李曉芳 湯鳳池
(四川省遂寧市中醫院,四川 遂寧 629000)
急性心肌梗死是內科常見急癥,其并發癥較多,具有高死亡率、高致殘率等特點,是影響人類健康最常見的心血管疾病[1]。中醫認為,此病屬于“胸痹”、“心痛”等范疇,有“心痛甚,旦發夕死,夕發旦死”的說法,可見此病兇險性。筆者依照本院周智春主任經驗,應用當歸芍藥散加減治療取得較好的臨床效果,筆者將其與臨床常規西醫治療比較,現將結果報告如下。
1.1 臨床資料 選取2010年2月至2014年2月60例遂寧市中醫院心內科急性心肌梗死患者60例。納入病例西醫符合1997年WHO急性心肌梗死診斷標準[2],且經心電圖、心肌壞死標記物和心肌酶證實。中醫診斷標準符合猝然心痛如絞、短氣心悸、四肢冰涼、冷汗自出、舌胖青紫、苔薄白、脈沉遲或緊、脈細欲絕[3]。納入病例均同時符合中西醫診斷標準,且簽署知情同意書。所有患者按照隨機數字表法分成2組。對照組30例,男性15例,女性15例;年齡32~73歲,平均(64.20±3.50)歲;疾病類型:S-T段抬高型心肌梗死16例,非S-T段抬高型心肌梗死14例;梗死部位:前間壁8例,前壁10例,廣泛前壁6例,下壁4例,后壁2例;按Killip分級為Ⅰ級6例,Ⅱ級12例,Ⅲ級9例,Ⅳ級3例。觀察組30例,男性15例,女性15例;年齡33~75歲,平均(64.60±3.80)歲;疾病類型:S-T 段抬高型心肌梗死17例,非S-T段抬高型心肌梗死13例;梗死部位:前間壁9例,前壁8例,廣泛前壁7例,下壁4例,后壁2例;按Killip分級為Ⅰ級7例,Ⅱ級12例,Ⅲ級7例,Ⅳ級4例。兩組患者在性別、年齡、疾病類型上無明顯差異(P>0.05)。
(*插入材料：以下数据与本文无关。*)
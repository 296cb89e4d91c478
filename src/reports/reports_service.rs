use super::reports_model::ExecutiveReport;
use super::reports_traits::ReportServiceTrait;
use crate::accounts::AccountTrendServiceTrait;
use crate::budgets::BudgetServiceTrait;
use crate::categories::{CategoryRollupServiceTrait, RollupQuery, TopSelection};
use crate::constants::DEFAULT_TOP_CATEGORIES;
use crate::dashboard::DashboardServiceTrait;
use crate::goals::GoalForecastServiceTrait;
use crate::period::DateRange;
use crate::recurring::{RecurringScheduleServiceTrait, ScheduleState};
use crate::transactions::TransactionType;
use crate::Result;

use chrono::Utc;
use log::debug;
use std::sync::Arc;

pub struct ReportService {
    dashboard_service: Arc<dyn DashboardServiceTrait>,
    rollup_service: Arc<dyn CategoryRollupServiceTrait>,
    goal_service: Arc<dyn GoalForecastServiceTrait>,
    budget_service: Arc<dyn BudgetServiceTrait>,
    trend_service: Arc<dyn AccountTrendServiceTrait>,
    recurring_service: Arc<dyn RecurringScheduleServiceTrait>,
}

impl ReportService {
    pub fn new(
        dashboard_service: Arc<dyn DashboardServiceTrait>,
        rollup_service: Arc<dyn CategoryRollupServiceTrait>,
        goal_service: Arc<dyn GoalForecastServiceTrait>,
        budget_service: Arc<dyn BudgetServiceTrait>,
        trend_service: Arc<dyn AccountTrendServiceTrait>,
        recurring_service: Arc<dyn RecurringScheduleServiceTrait>,
    ) -> Self {
        ReportService {
            dashboard_service,
            rollup_service,
            goal_service,
            budget_service,
            trend_service,
            recurring_service,
        }
    }
}

#[async_trait::async_trait]
impl ReportServiceTrait for ReportService {
    /// Fans out to the independent aggregators concurrently and joins the
    /// sections fail-fast: the first section error aborts the whole report.
    /// Dropping the returned future cancels all in-flight section work, which
    /// is how callers abandon a report request.
    async fn get_executive_report(
        &self,
        user_id: &str,
        range: Option<DateRange>,
    ) -> Result<ExecutiveReport> {
        let range = DateRange::resolve(range, Utc::now().naive_utc().date());
        debug!(
            "Composing executive report for period {} to {}",
            range.start, range.end
        );

        let expense_rollup = RollupQuery {
            transaction_type: Some(TransactionType::Expense),
            selection: Some(TopSelection::top(DEFAULT_TOP_CATEGORIES)),
            ..Default::default()
        };

        let (dashboard, top_expense_categories, goal_statistics, budgets, portfolio, schedules) =
            tokio::try_join!(
                self.dashboard_service.get_summary(user_id, Some(range)),
                self.rollup_service
                    .get_rollup(user_id, Some(range), expense_rollup),
                self.goal_service.get_statistics(user_id),
                self.budget_service.get_utilizations(user_id),
                self.trend_service.get_portfolio_overview(user_id, Some(range)),
                self.recurring_service.get_schedules(user_id),
            )?;

        let mut upcoming_recurring: Vec<_> = schedules
            .into_iter()
            .filter(|s| s.state != ScheduleState::Finished)
            .collect();
        upcoming_recurring.sort_by_key(|s| s.next_execution);

        Ok(ExecutiveReport {
            period: range,
            dashboard,
            top_expense_categories,
            goal_statistics,
            budgets,
            portfolio,
            upcoming_recurring,
        })
    }
}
1.2 治療方法 (1)對照組予以常規西醫治療,阿司匹林腸溶片 (山東魯抗辰欣藥業有限公司生產)0.3 g口服,每日1次;辛伐他汀(廣東彼迪藥業有限公司生產)20 mg,每日1次;波立維[賽諾菲(杭州)制藥有限公司生產]75 mg,每日2次,口服;低分子肝素鈣(海南通用同盟藥業有限公司生產)4100 U,皮下注射,每日2次;另外高血壓者適當加用卡托普利等對癥治療,對S-T段抬高者加用尿激酶 (沈陽中國醫科大學制藥有限公司生產)150萬U溶栓治療。(2)觀察組在對照組基礎上加用當歸芍藥散加減治療,藥物組成:當歸15 g,川芎 20 g,白芍 10 g,茯苓 15 g,澤瀉 10 g,白術 10 g,夏枯草10 g,女貞子10 g,制首烏10 g,瓜蔞 10 g,生山楂10 g,丹參10 g,陳皮10 g。低血壓狀態甚至休克者服用生脈四逆湯加肉桂;舌紅口干心煩者加玄參10 g,麥門冬10 g,沙參10 g,生地黃10 g;汗出較多者加山茱萸肉10 g,五味子10 g,黃芪30 g;心痛明顯口服蘇合香丸 (太極集團重慶桐君閣藥廠有限公司,3 g/丸)1丸,每日2次;大便不通加火麻仁10 g,番瀉葉10 g;舌暗瘀血重者加莪術10 g,水蛭10 g,赤芍10 g;心功能不全加棗仁10 g,首烏藤30 g。以上藥物以水1200 mL,煎取600 mL,每次200 mL,每日3次,飯前溫服。對照組和觀察組均1周為1療程,觀察3個療程。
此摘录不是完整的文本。